At Dortmund he took over a dowdy organisation who had been through three managers in a year. He improved players through good coaching and hard work. He had a sincere connection to the people who paid to watch his side.
He enjoyed not being Bayern Munich manager more than he would have enjoyed being Bayern manager.
It is hard to imagine him being interested in managing a club like Bayern or Manchester United where every transfer has to be a statement, every quote has to be a headline and every defeat is a catastrophe.Liverpool, since they last won a title, have tried waking up all the ghosts in the old bootroom. No luck. They have looked to France with Houllier and to Spain with Rafa and to the X Factor with a young and upcoming Brendan Rogers but, despite a few nice sunrises, it always went dark again. Klopp seems to be precisely the right man at the right time. He had hardly seen a wet day at Anfield before the club extended his contract to keep him there until 2022. They made the right move. Gerard Houllier had brought the culture of French football with him to Anfield. Rafa Benitez brought a chunk of Spain with him. Klopp, however, realised that Liverpool though is always Liverpool. The German's way has been to absorb himself into that, rather than to make the club absorb itself into Jurgen Klopp, his personality and his beliefs. He is embedded now and he pays enough respect to history to keep a very sentimental city happy. Now enough of his own ethic is starting to seep onto the field to make that sentimental city look to the future with hope and patience. And then you have Jose.
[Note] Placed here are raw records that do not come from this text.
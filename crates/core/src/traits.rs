//! Collaborator traits consumed by the engine
//!
//! The engine never talks to an encryption tool or a template engine
//! directly. It goes through these traits so that each backend (age, gpg,
//! minijinja, test doubles) can be swapped without touching the engine.

use crate::Result;
use std::path::Path;

/// Encryption backend
///
/// Satisfied by age, gpg, and a no-op backend that always fails.
///
/// # Examples
///
/// ```ignore
/// fn seal(encryption: &dyn Encryption, secret: &str) -> Result<Vec<u8>> {
///     encryption.encrypt(secret.as_bytes())
/// }
/// ```
pub trait Encryption {
    /// Encrypt plaintext
    fn encrypt(&self, plaintext: &[u8]) -> Result<Vec<u8>>;

    /// Decrypt ciphertext
    fn decrypt(&self, ciphertext: &[u8]) -> Result<Vec<u8>>;

    /// Encrypt the file at `path`, returning the ciphertext
    fn encrypt_file(&self, path: &Path) -> Result<Vec<u8>> {
        let plaintext = std::fs::read(path)?;
        self.encrypt(&plaintext)
    }

    /// Decrypt the file at `path` in place
    fn decrypt_file(&self, path: &Path) -> Result<()> {
        let ciphertext = std::fs::read(path)?;
        let plaintext = self.decrypt(&ciphertext)?;
        std::fs::write(path, plaintext)?;
        Ok(())
    }

    /// Suffix appended to the source names of encrypted files
    fn encrypted_suffix(&self) -> &str;
}

/// Template renderer
///
/// Uses `serde_json::Value` for the data so the trait stays object safe.
pub trait TemplateRenderer {
    /// Register a named template usable from every other template
    fn add_template(&mut self, name: &str, source: &str) -> Result<()>;

    /// Parse `source` without rendering it
    ///
    /// Used to surface syntax errors while the source state is read.
    fn check(&self, name: &str, source: &str) -> Result<()>;

    /// Render `source` with `data`, using `name` in error messages
    fn render_named_str(&self, name: &str, source: &str, data: &serde_json::Value)
    -> Result<String>;
}

impl<T: Encryption + ?Sized> Encryption for Box<T> {
    fn encrypt(&self, plaintext: &[u8]) -> Result<Vec<u8>> {
        (**self).encrypt(plaintext)
    }

    fn decrypt(&self, ciphertext: &[u8]) -> Result<Vec<u8>> {
        (**self).decrypt(ciphertext)
    }

    fn encrypt_file(&self, path: &Path) -> Result<Vec<u8>> {
        (**self).encrypt_file(path)
    }

    fn decrypt_file(&self, path: &Path) -> Result<()> {
        (**self).decrypt_file(path)
    }

    fn encrypted_suffix(&self) -> &str {
        (**self).encrypted_suffix()
    }
}
//! # Hearth Template
//!
//! Template rendering for hearth using minijinja.
//!
//! Source trees written for chezmoi keep working: Go-style leading-dot
//! references are rewritten before parsing, and the default data lives under
//! the `chezmoi` key.

pub mod context;
pub mod engine;
pub mod functions;
pub mod preprocess;

pub use context::{ChezmoiInfo, TemplateContext};
pub use engine::TemplateEngine;

use thiserror::Error;

/// Result type for template operations
pub type Result<T> = std::result::Result<T, Error>;

/// Template engine errors
#[derive(Error, Debug)]
pub enum Error {
    /// Template rendering error
    #[error("Template error at {location}: {message}")]
    Render {
        /// Template name and position
        location: String,
        /// What went wrong
        message: String,
    },

    /// Template syntax error
    #[error("Template syntax error at {location}: {message}")]
    Syntax {
        /// Template name and position
        location: String,
        /// What went wrong
        message: String,
    },
}

impl From<minijinja::Error> for Error {
    fn from(err: minijinja::Error) -> Self {
        let location = match (err.name(), err.line()) {
            (Some(name), Some(line)) => format!("{name} line {line}"),
            (Some(name), None) => name.to_string(),
            (None, Some(line)) => format!("line {line}"),
            (None, None) => "unknown location".to_string(),
        };
        let message = err.detail().map_or_else(|| err.kind().to_string(), str::to_string);

        if err.kind() == minijinja::ErrorKind::SyntaxError {
            Error::Syntax { location, message }
        } else {
            Error::Render { location, message }
        }
    }
}

#[cfg(test)]
mod tests {
    #![allow(clippy::unwrap_used, clippy::panic)]

    use super::*;

    #[test]
    fn test_location_from_minijinja() {
        let env = minijinja::Environment::new();
        let err: Error = env.template_from_named_str("dot_x.tmpl", "a\n{{ }").unwrap_err().into();
        let Error::Syntax { location, .. } = err else {
            panic!("expected a syntax error");
        };
        assert_eq!(location, "dot_x.tmpl line 2");
    }
}
//! Desired state of one destination path

use super::actual::ActualStateEntry;
use crate::attr::ScriptCondition;
use crate::entry_state::{EntryState, EntryStateType};
use crate::error::Result;
use crate::hash::{hash_content, to_hex};
use crate::lazy::{LazyContents, LazyLinkname};
use crate::persistent::{ENTRY_STATE_BUCKET, PersistentState, SCRIPT_STATE_BUCKET, ScriptState, get_json, set_json};
use crate::system::System;
use hearth_core::Umask;
use hearth_core::path::{AbsPath, RelPath};

/// Whether contents count as empty: nothing but whitespace
pub(crate) fn is_empty(contents: &[u8]) -> bool {
    contents.iter().all(u8::is_ascii_whitespace)
}

/// The fully resolved desired state of one destination path
///
/// Permission bits are stored before the umask is applied. Every method that
/// compares or writes permissions takes the umask.
#[derive(Debug, Clone)]
pub enum TargetStateEntry {
    /// The path must not exist
    Absent,
    /// A directory
    Dir {
        /// Permission bits
        perm: u32,
    },
    /// A regular file
    File {
        /// Permission bits
        perm: u32,
        /// Desired contents
        contents: LazyContents,
        /// Keep the file even when its contents are empty
        empty: bool,
    },
    /// A file that must exist; its contents are only written on creation
    Present {
        /// Permission bits
        perm: u32,
        /// Initial contents
        contents: LazyContents,
    },
    /// A directory renamed from `old_abs`
    RenameDir {
        /// Current location
        old_abs: AbsPath,
    },
    /// A script to run
    Script {
        /// Target-relative name, used for display and run records
        name: RelPath,
        /// Script body
        contents: LazyContents,
        /// When the script runs
        condition: ScriptCondition,
    },
    /// A symbolic link
    Symlink {
        /// Link target
        linkname: LazyLinkname,
    },
}

impl TargetStateEntry {
    /// Force lazy contents, surfacing any deferred error
    pub fn evaluate(&self) -> Result<()> {
        match self {
            TargetStateEntry::File { contents, .. }
            | TargetStateEntry::Present { contents, .. }
            | TargetStateEntry::Script { contents, .. } => contents.evaluate(),
            TargetStateEntry::Symlink { linkname } => linkname.evaluate(),
            TargetStateEntry::Absent | TargetStateEntry::Dir { .. } | TargetStateEntry::RenameDir { .. } => Ok(()),
        }
    }

    /// Snapshot recorded after a successful apply
    pub fn entry_state(&self, umask: Umask) -> Result<EntryState> {
        Ok(match self {
            TargetStateEntry::Absent => EntryState::absent(),
            TargetStateEntry::Dir { perm } => EntryState::new(EntryStateType::Dir, umask.apply(*perm)),
            TargetStateEntry::File { perm, contents, empty } => {
                let bytes = contents.contents()?;
                if !*empty && is_empty(&bytes) {
                    EntryState::absent()
                } else {
                    EntryState::new(EntryStateType::File, umask.apply(*perm))
                        .with_sha256(contents.contents_sha256()?)
                        .with_contents(bytes.to_vec())
                }
            }
            TargetStateEntry::Present { perm, contents } => {
                EntryState::new(EntryStateType::Present, umask.apply(*perm))
                    .with_sha256(contents.contents_sha256()?)
                    .with_contents(contents.contents()?.to_vec())
            }
            TargetStateEntry::RenameDir { .. } => EntryState::new(EntryStateType::Dir, 0),
            TargetStateEntry::Script { contents, .. } => EntryState::new(EntryStateType::Script, 0)
                .with_sha256(contents.contents_sha256()?)
                .with_contents(contents.contents()?.to_vec()),
            TargetStateEntry::Symlink { linkname } => {
                let linkname = linkname.linkname()?;
                EntryState::new(EntryStateType::Symlink, 0)
                    .with_sha256(hash_content(linkname.as_bytes()))
                    .with_contents(linkname.into_bytes())
            }
        })
    }

    /// Whether `actual` already satisfies this entry
    pub fn equal(&self, actual: &ActualStateEntry, umask: Umask) -> Result<bool> {
        Ok(match (self, actual) {
            (TargetStateEntry::Absent, ActualStateEntry::Absent) => true,
            (TargetStateEntry::Dir { perm }, ActualStateEntry::Dir { perm: actual_perm }) => {
                umask.apply(*perm) == umask.apply(*actual_perm)
            }
            (TargetStateEntry::File { empty: false, contents, .. }, ActualStateEntry::Absent) => {
                is_empty(&contents.contents()?)
            }
            (
                TargetStateEntry::File { perm, contents, empty },
                ActualStateEntry::File {
                    perm: actual_perm,
                    contents: actual_contents,
                },
            ) => {
                !(!*empty && is_empty(&contents.contents()?))
                    && umask.apply(*perm) == umask.apply(*actual_perm)
                    && contents.contents_sha256()? == actual_contents.contents_sha256()?
            }
            (TargetStateEntry::Present { perm, .. }, ActualStateEntry::File { perm: actual_perm, .. }) => {
                umask.apply(*perm) == umask.apply(*actual_perm)
            }
            (TargetStateEntry::Symlink { linkname }, ActualStateEntry::Symlink { linkname: actual }) => {
                linkname.linkname()? == *actual
            }
            _ => false,
        })
    }

    /// Whether a script has nothing to do according to its run history
    pub fn skip_apply(&self, persistent: &dyn PersistentState, target_abs: &AbsPath) -> Result<bool> {
        let TargetStateEntry::Script { contents, condition, .. } = self else {
            return Ok(false);
        };
        match condition {
            ScriptCondition::Always => Ok(false),
            ScriptCondition::Once => {
                let key = to_hex(&contents.contents_sha256()?);
                Ok(get_json::<ScriptState>(persistent, SCRIPT_STATE_BUCKET, key.as_bytes())?.is_some())
            }
            ScriptCondition::OnChange => {
                let last: Option<EntryState> =
                    get_json(persistent, ENTRY_STATE_BUCKET, target_abs.to_slash().as_bytes())?;
                Ok(last.is_some_and(|last| {
                    last.kind == EntryStateType::Script
                        && contents.contents_sha256().ok() == last.contents_sha256
                }))
            }
        }
    }

    /// Converge `target_abs` from `actual` to this state
    ///
    /// Returns whether anything was changed.
    pub fn apply(
        &self,
        system: &dyn System,
        persistent: &dyn PersistentState,
        actual: &ActualStateEntry,
        target_abs: &AbsPath,
        umask: Umask,
    ) -> Result<bool> {
        match self {
            TargetStateEntry::Absent => {
                if actual.is_absent() {
                    return Ok(false);
                }
                actual.remove(system, target_abs)?;
                Ok(true)
            }
            TargetStateEntry::Dir { perm } => {
                let perm = umask.apply(*perm);
                if let ActualStateEntry::Dir { perm: actual_perm } = actual {
                    if umask.apply(*actual_perm) == perm {
                        return Ok(false);
                    }
                    system.chmod(target_abs, perm)?;
                    return Ok(true);
                }
                actual.remove(system, target_abs)?;
                system.mkdir(target_abs, perm)?;
                Ok(true)
            }
            TargetStateEntry::File { perm, contents, empty } => {
                let bytes = contents.contents()?;
                if !*empty && is_empty(&bytes) {
                    return TargetStateEntry::Absent.apply(system, persistent, actual, target_abs, umask);
                }
                let perm = umask.apply(*perm);
                if let ActualStateEntry::File {
                    perm: actual_perm,
                    contents: actual_contents,
                } = actual
                {
                    if actual_contents.contents_sha256()? == contents.contents_sha256()? {
                        if umask.apply(*actual_perm) == perm {
                            return Ok(false);
                        }
                        system.chmod(target_abs, perm)?;
                        return Ok(true);
                    }
                } else {
                    actual.remove(system, target_abs)?;
                }
                system.write_file(target_abs, &bytes, perm)?;
                Ok(true)
            }
            TargetStateEntry::Present { perm, contents } => {
                let perm = umask.apply(*perm);
                if let ActualStateEntry::File { perm: actual_perm, .. } = actual {
                    if umask.apply(*actual_perm) == perm {
                        return Ok(false);
                    }
                    system.chmod(target_abs, perm)?;
                    return Ok(true);
                }
                actual.remove(system, target_abs)?;
                system.write_file(target_abs, &contents.contents()?, perm)?;
                Ok(true)
            }
            TargetStateEntry::RenameDir { old_abs } => {
                system.rename(old_abs, target_abs)?;
                Ok(true)
            }
            TargetStateEntry::Script { name, contents, .. } => {
                if self.skip_apply(persistent, target_abs)? {
                    tracing::debug!(%name, "script already ran with these contents");
                    return Ok(false);
                }
                let bytes = contents.contents()?;
                if is_empty(&bytes) {
                    tracing::debug!(%name, "skipping empty script");
                } else {
                    let dir = target_abs.parent().unwrap_or_else(|| target_abs.clone());
                    system.run_script(name, &dir, &bytes)?;
                }
                let key = to_hex(&contents.contents_sha256()?);
                let state = ScriptState {
                    name: name.to_string(),
                    run_at: chrono::Utc::now(),
                };
                set_json(persistent, SCRIPT_STATE_BUCKET, key.as_bytes(), &state)?;
                Ok(true)
            }
            TargetStateEntry::Symlink { linkname } => {
                let linkname = linkname.linkname()?;
                if let ActualStateEntry::Symlink { linkname: actual } = actual {
                    if *actual == linkname {
                        return Ok(false);
                    }
                }
                actual.remove(system, target_abs)?;
                system.write_symlink(&linkname, target_abs)?;
                Ok(true)
            }
        }
    }
}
Down the road Jose Mourinho wanted the Manchester United job because of their past and his sense that he was the man, maybe the only man, big enough to handle all that.
You have to admire the bravado and showmanship the Portuguese brings with him anywhere he goes.
He strides toward the challenges that other managers would be wary of. He buys big and fearlessly. He gets in people’s heads, he gets on people’s nerves and when he gets knocked down he gets up again.
At United he is compulsive viewing. It isn’t easy for anybody to go to Old Trafford and to patrol the touchline with Alex Ferguson watching from the stand. That run of 22 Fergie-led seasons in the top three is too recent in the memory at Old Trafford for there to be much room for failure.
David Moyes found that out the hard way. He wanted to change too much, too soon and didn’t have the flamboyant personality or the results to pull it off.
Louis van Gaal ended up with some of the bickering we associate with Dutch sides but not the style.
Jose hasn’t turned United into a Portuguese club, he has made them a Mourinho club. Or he is in the process of doing so. If he pulls it off he will own the place. If he fails he will move on.
He has been around the block at enough big clubs not to be surprised at the media obsession with the Wayne Rooney situation. I don’t believe that Jose dug a hole for himself when he said early on that he didn’t see Rooney as a midfielder. I think he was right.
Wayne Rooney is 30 now - he turns 31 a week after the Liverpool game.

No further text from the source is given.